Task statement
All entries must be returned precisely as they appear.

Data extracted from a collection
□ □ □ □ □

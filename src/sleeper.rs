//! Abstraction for sleeping/waiting
//!
//! Retry delays and the soft admission stage both wait through a [`Sleeper`],
//! which keeps tests fast and deterministic.

use std::future::Future;
use std::pin::Pin;
use std::sync::{Arc, Mutex};
use std::time::Duration;

/// Abstraction for sleeping/waiting
pub trait Sleeper: Send + Sync + std::fmt::Debug {
    fn sleep(&self, duration: Duration) -> Pin<Box<dyn Future<Output = ()> + Send>>;
}

/// Production sleeper using tokio runtime
#[derive(Debug, Default, Clone, Copy)]
pub struct TokioSleeper;

impl Sleeper for TokioSleeper {
    fn sleep(&self, duration: Duration) -> Pin<Box<dyn Future<Output = ()> + Send>> {
        Box::pin(tokio::time::sleep(duration))
    }
}

/// Test sleeper that doesn't actually sleep
#[derive(Debug, Default, Clone, Copy)]
pub struct InstantSleeper;

impl Sleeper for InstantSleeper {
    fn sleep(&self, _duration: Duration) -> Pin<Box<dyn Future<Output = ()> + Send>> {
        Box::pin(async {})
    }
}

/// Test sleeper that records every requested delay and returns immediately.
#[derive(Debug, Clone, Default)]
pub struct TrackingSleeper {
    calls: Arc<Mutex<Vec<Duration>>>,
}

impl TrackingSleeper {
    pub fn new() -> Self {
        Self::default()
    }

    /// Every delay requested so far, in order.
    pub fn calls(&self) -> Vec<Duration> {
        self.calls.lock().unwrap_or_else(|p| p.into_inner()).clone()
    }

    /// Sum of all requested delays.
    pub fn total(&self) -> Duration {
        self.calls().into_iter().sum()
    }

    pub fn clear(&self) {
        self.calls.lock().unwrap_or_else(|p| p.into_inner()).clear();
    }
}

impl Sleeper for TrackingSleeper {
    fn sleep(&self, duration: Duration) -> Pin<Box<dyn Future<Output = ()> + Send>> {
        self.calls.lock().unwrap_or_else(|p| p.into_inner()).push(duration);
        Box::pin(async {})
    }
}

□ □ □ □ □

Response to the exercise
filename src/sleeper.rs
//! Abstraction for sleeping/waiting
//!
//! Retry delays and the soft admission stage both wait through a [`Sleeper`],
//! which keeps tests fast and deterministic.

use std::future::Future;
use std::pin::Pin;
use std::sync::{Arc, Mutex};
use std::time::Duration;

/// Abstraction for sleeping/waiting
pub trait Sleeper: Send + Sync + std::fmt::Debug {
    fn sleep(&self, duration: Duration) -> Pin<Box<dyn Future<Output = ()> + Send>>;
}

/// Production sleeper using tokio runtime
#[derive(Debug, Default, Clone, Copy)]
pub struct TokioSleeper;

impl Sleeper for TokioSleeper {
    fn sleep(&self, duration: Duration) -> Pin<Box<dyn Future<Output = ()> + Send>> {
        Box::pin(tokio::time::sleep(duration))
    }
}

/// Test sleeper that doesn't actually sleep
#[derive(Debug, Default, Clone, Copy)]
pub struct InstantSleeper;

impl Sleeper for InstantSleeper {
    fn sleep(&self, _duration: Duration) -> Pin<Box<dyn Future<Output = ()> + Send>> {
        Box::pin(async {})
    }
}

/// Test sleeper that records every requested delay and returns immediately.
#[derive(Debug, Clone, Default)]
pub struct TrackingSleeper {
    calls: Arc<Mutex<Vec<Duration>>>,
}

impl TrackingSleeper {
    pub fn new() -> Self {
        Self::default()
    }

    /// Every delay requested so far, in order.
    pub fn calls(&self) -> Vec<Duration> {
        self.calls.lock().unwrap_or_else(|p| p.into_inner()).clone()
    }

    /// Sum of all requested delays.
    pub fn total(&self) -> Duration {
        self.calls().into_iter().sum()
    }

    pub fn clear(&self) {
        self.calls.lock().unwrap_or_else(|p| p.into_inner()).clear();
    }
}

impl Sleeper for TrackingSleeper {
    fn sleep(&self, duration: Duration) -> Pin<Box<dyn Future<Output = ()> + Send>> {
        self.calls.lock().unwrap_or_else(|p| p.into_inner()).push(duration);
        Box::pin(async {})
    }
}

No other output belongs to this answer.